The Villasur Massacre
It’s hard to know where to start because the roots of this incredible story originate all around the world.
That there were Frenchmen here long, long ago will surprise no one. The French arrived not long after the Sioux showed up—fur trappers, hundreds of them, and their dealers, men with largely unpronounceable names like Sioux City’s own founding father, Theophile Brugeiur.
How long ago? Ages. Ben Franklin, the Ben Franklin was 14. George Washington wasn’t even born—and wouldn’t be for a dozen years, Thomas Jefferson for 23. Early, early, early.
But all of that was literally a world away.
Spain—that’s right, Spain—wasn’t pleased by all those Frenchmen swarming in, so they sent word to operatives in Mexico, then to Santa Fe, with demands to send dragoons up the Missouri to determine just how far those low-down French were coming and just how many there were.
All of this went on just a couple hours Sunday drive from here, 300 years ago--297 years to be exact. Siouxland fell host to a European rumble. Mid-June, 1720, the Spanish viceroy told New Mexico governor to commission an expedition to determine the relative strength of the French, who were, just then back in Europe, at war with Spain.
The Governor sent his own lieutenant, Pedro de Villasur along with royal troops (he took 42), a few civilians, a priest, and a force of sixty Pueblo Indian warriors, plus an interpreter because the governor believed Villasur would encounter the French. About that, they were mistaken—maybe.
What they discovered was a village of Pawnees on the move, Pawnees with guns, which meant they’d parleyed with the French. Villasur tried to parley with the Pawnees, but got nowhere; so he and his hundred or so men left the village and camped that night, 14 August 1720, where the Platte and the Loup Rivers meet. Going home.
Imagine the scene: that bunch of royal guards and their Native guides, not to mention an African-American named Naranjo, an almost mythical warrior from the great Pueblo revolt in New Mexico, plus a Catholic priest—all of them resting peacefully in tall-grass prairie, when suddenly, come dawn, they’re fired on by the Pawnees, and then massacred so that all but fourteen were left to flee and tell the horrid tale.
Among the victims were Villasur, the lieutenant governor, the priest, and that mighty black warrior, not to mention a third of the finest soldiers of the Santa Fe province. All dead.
That’s the story. To be truthful, it’s hard to know what’s the lead—that once upon a time the French and the Spanish went to war in Nebraska, or the sheer surprise of ambush, or the tally of dead.
Pawnee booty included horses, an entire herd, horses that changed the lives of every Native man, woman, and child out here on the Plains.
But there’s more. The massacre that happened in what became Columbus, Nebraska that August dawn was illustrated, painted on buffalo hides in pictographs Native people loved to do.

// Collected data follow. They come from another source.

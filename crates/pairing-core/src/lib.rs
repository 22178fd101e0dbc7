//! # pairing-core
//!
//! Core types, traits, and errors for pairing/cluster analysis of
//! molecular trajectories.
//!
//! This crate defines the fundamental abstractions used across all pairing
//! components:
//! - **Types**: adjacency and closure matrices, clusters, per-frame records
//! - **Traits**: GeometryProvider, TrajectoryProvider
//! - **Errors**: unified error handling with PairingError
//! - **Config**: TOML-backed analysis parameters

pub mod config;
pub mod errors;
pub mod traits;
pub mod types;

// Re-export commonly used items
pub use config::AnalysisConfig;
pub use errors::PairingError;
pub use traits::{GeometryProvider, TrajectoryProvider};
pub use types::{
    AdjacencyMatrix, Cluster, ClusterSet, ClosureMatrix, FrameRecord, FrameSeries, Label,
    SizeStatistics,
};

That’s right—there’s an actual visual record of the Villesur Massacre, impossible as it may seem, a series of drawings on animal hides that a Santa Fe priest named Father Segresser, just a few years later sent back home to his family in Switzerland, where those paintings stayed for 250 years, wonderfully displayed until an expert in Native American art happened through and identified the massacre in eastern Nebraska.
Today, the hides, all 17 by 4 ½ feet of them, hang in Place of the Governors, Santa Fe; or else see a bright replica at the Nebraska State Historical Society in Lincoln.
It’s all there, the whole story. Spanish soldiers, naked Pawnees, Southwest Pueblos, a dying Priest and a slain Governor—a real multi-cultural horror right here in the neighborhood.
And, amazingly, some French.
Were there French at the massacre? None of the survivors ever said so, but French soldiers are on the painting. Politics. Just blame it on politics.
Today you can stand right there where it happened, Columbus, Nebraska, a horrible, bloody massacre. There’s a football stadium a half-block away, and a Dairy Queen across the street.
Go to Columbus sometime and have a Blizzard where Spanish troops and Pueblo guides met their maker 300 years ago. Right now, at the intersection of Hwys 81 and 30, it’s simply impossible to imagine.
Then keep going to Lincoln, where you’ll see the story—and then some--painted on hides.
It’s almost impossible to believe. But I’m not making this up.